→ **DATA RECORDS**:
___

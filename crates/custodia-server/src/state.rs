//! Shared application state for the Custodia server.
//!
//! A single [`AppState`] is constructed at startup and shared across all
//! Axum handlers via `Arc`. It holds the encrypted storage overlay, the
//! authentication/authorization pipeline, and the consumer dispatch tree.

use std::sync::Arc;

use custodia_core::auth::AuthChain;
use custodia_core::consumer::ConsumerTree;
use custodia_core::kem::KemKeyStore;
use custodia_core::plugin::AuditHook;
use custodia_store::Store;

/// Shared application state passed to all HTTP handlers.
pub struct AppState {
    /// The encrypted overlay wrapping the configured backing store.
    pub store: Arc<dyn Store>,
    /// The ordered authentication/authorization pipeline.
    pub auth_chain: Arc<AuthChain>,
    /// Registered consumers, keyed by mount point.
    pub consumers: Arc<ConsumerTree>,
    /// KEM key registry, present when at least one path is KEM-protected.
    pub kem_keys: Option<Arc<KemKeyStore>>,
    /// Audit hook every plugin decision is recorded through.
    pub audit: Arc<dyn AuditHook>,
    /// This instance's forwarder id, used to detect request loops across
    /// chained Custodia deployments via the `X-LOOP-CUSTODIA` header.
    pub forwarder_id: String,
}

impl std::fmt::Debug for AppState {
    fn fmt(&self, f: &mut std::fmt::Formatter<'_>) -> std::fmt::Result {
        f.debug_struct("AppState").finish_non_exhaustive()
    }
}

___

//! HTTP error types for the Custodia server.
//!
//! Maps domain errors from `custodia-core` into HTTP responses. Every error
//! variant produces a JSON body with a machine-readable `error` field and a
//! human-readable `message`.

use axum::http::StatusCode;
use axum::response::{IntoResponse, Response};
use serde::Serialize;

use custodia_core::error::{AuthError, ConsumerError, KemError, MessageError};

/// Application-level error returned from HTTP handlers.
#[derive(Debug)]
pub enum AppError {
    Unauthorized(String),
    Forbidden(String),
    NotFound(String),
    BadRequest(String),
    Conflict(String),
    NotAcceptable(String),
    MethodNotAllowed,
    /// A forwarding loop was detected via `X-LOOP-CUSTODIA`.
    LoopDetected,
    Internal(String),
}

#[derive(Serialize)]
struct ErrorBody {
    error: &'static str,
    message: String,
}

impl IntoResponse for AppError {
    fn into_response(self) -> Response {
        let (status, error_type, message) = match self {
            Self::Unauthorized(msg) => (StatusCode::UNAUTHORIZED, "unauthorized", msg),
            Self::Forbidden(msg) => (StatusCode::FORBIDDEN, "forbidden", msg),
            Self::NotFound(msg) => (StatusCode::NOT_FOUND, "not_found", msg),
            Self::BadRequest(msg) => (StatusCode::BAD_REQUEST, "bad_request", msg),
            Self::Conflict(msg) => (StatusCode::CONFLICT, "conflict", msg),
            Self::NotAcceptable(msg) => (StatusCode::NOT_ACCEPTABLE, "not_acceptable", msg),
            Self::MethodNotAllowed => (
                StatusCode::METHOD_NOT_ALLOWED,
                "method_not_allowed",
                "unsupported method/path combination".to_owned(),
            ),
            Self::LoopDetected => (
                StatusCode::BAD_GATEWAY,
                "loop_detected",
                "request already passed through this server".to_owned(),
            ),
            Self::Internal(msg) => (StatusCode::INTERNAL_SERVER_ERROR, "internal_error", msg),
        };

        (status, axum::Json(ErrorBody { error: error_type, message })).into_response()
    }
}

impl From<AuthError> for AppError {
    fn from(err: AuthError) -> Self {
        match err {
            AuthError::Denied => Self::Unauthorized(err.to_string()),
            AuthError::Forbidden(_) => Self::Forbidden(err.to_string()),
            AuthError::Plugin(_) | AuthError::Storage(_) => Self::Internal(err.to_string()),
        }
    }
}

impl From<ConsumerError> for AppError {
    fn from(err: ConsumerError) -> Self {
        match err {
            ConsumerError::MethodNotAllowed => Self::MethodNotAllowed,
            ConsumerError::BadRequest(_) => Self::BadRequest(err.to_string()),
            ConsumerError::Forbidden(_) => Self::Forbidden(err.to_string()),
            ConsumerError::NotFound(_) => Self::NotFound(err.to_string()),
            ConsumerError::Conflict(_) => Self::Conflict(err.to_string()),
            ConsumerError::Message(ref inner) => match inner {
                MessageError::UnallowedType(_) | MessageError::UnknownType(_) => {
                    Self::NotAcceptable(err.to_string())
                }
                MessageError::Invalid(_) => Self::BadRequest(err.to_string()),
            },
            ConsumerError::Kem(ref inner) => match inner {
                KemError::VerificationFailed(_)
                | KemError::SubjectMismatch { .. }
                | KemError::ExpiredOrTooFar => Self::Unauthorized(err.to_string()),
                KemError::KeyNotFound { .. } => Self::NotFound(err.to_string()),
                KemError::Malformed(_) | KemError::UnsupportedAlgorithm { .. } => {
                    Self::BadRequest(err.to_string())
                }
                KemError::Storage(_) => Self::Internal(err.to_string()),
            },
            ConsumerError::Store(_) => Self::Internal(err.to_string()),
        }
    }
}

___

A verbatim transcription is needed of the lines above, starting at the line with "configured backing store." and ending at the line with "fn fmt(&self, f: &mut", both included, and of nothing else.

→ **RESPONSE TO THIS TASK**:
    /// The encrypted overlay wrapping the configured backing store.
    pub store: Arc<dyn Store>,
    /// The ordered authentication/authorization pipeline.
    pub auth_chain: Arc<AuthChain>,
    /// Registered consumers, keyed by mount point.
    pub consumers: Arc<ConsumerTree>,
    /// KEM key registry, present when at least one path is KEM-protected.
    pub kem_keys: Option<Arc<KemKeyStore>>,
    /// Audit hook every plugin decision is recorded through.
    pub audit: Arc<dyn AuditHook>,
    /// This instance's forwarder id, used to detect request loops across
    /// chained Custodia deployments via the `X-LOOP-CUSTODIA` header.
    pub forwarder_id: String,
}

impl std::fmt::Debug for AppState {
    fn fmt(&self, f: &mut std::fmt::Formatter<'_>) -> std::fmt::Result {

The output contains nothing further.